## Problem statement:
Which lines of the data include the string "CONFLICT"? List them all.

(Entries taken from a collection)

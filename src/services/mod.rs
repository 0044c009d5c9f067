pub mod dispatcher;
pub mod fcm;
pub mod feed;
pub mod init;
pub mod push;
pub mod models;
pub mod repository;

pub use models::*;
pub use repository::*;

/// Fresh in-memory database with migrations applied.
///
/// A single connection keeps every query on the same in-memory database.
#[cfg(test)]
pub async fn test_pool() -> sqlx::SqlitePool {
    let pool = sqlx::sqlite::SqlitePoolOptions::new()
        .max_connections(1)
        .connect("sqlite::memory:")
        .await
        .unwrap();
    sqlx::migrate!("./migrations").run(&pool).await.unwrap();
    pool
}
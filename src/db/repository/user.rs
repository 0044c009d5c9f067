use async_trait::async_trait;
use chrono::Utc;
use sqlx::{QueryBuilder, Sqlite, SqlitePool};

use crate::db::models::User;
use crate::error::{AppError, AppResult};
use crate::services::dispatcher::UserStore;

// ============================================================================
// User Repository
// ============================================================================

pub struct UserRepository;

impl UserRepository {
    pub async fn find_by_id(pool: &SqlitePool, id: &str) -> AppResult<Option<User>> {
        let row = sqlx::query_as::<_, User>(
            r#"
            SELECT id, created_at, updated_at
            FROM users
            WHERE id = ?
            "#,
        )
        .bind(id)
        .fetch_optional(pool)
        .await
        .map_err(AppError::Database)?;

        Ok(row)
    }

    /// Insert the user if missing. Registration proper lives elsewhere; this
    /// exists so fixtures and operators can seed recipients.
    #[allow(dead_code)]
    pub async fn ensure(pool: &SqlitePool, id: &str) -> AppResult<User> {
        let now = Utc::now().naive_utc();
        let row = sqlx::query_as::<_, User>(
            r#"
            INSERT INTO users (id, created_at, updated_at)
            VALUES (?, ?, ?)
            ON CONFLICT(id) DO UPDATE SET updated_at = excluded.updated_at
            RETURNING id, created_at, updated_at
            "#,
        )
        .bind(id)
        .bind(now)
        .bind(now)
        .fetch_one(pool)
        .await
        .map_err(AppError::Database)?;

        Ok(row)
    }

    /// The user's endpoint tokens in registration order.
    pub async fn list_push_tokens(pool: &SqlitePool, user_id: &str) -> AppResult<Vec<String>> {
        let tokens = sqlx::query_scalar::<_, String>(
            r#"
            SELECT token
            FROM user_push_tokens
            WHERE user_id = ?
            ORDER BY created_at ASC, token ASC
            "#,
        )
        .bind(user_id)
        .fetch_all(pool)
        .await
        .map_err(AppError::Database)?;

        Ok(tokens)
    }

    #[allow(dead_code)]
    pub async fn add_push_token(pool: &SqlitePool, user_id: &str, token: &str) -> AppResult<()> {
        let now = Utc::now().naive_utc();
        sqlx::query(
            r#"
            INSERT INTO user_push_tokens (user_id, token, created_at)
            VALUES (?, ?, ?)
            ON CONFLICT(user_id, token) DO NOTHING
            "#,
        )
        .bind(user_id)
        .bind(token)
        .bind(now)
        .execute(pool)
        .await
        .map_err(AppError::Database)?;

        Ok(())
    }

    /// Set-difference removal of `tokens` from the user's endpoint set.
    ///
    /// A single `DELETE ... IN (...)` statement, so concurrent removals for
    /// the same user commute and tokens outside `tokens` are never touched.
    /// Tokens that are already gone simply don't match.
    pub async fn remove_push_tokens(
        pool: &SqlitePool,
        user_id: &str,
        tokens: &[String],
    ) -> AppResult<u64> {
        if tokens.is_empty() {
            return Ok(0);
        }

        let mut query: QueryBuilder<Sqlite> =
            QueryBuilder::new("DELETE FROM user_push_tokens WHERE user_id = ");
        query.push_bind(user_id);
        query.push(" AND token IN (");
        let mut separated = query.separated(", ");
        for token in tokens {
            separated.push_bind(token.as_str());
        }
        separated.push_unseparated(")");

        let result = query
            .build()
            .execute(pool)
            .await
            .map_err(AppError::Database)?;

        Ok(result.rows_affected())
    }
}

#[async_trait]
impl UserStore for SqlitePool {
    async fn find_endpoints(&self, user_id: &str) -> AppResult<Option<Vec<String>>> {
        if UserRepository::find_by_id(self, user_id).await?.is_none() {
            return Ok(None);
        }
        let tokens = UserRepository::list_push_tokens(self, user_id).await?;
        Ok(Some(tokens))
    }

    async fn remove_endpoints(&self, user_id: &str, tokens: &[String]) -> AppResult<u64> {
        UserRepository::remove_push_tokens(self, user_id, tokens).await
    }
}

## Your solution:
            ON CONFLICT(id) DO UPDATE SET updated_at = excluded.updated_at
            ON CONFLICT(user_id, token) DO NOTHING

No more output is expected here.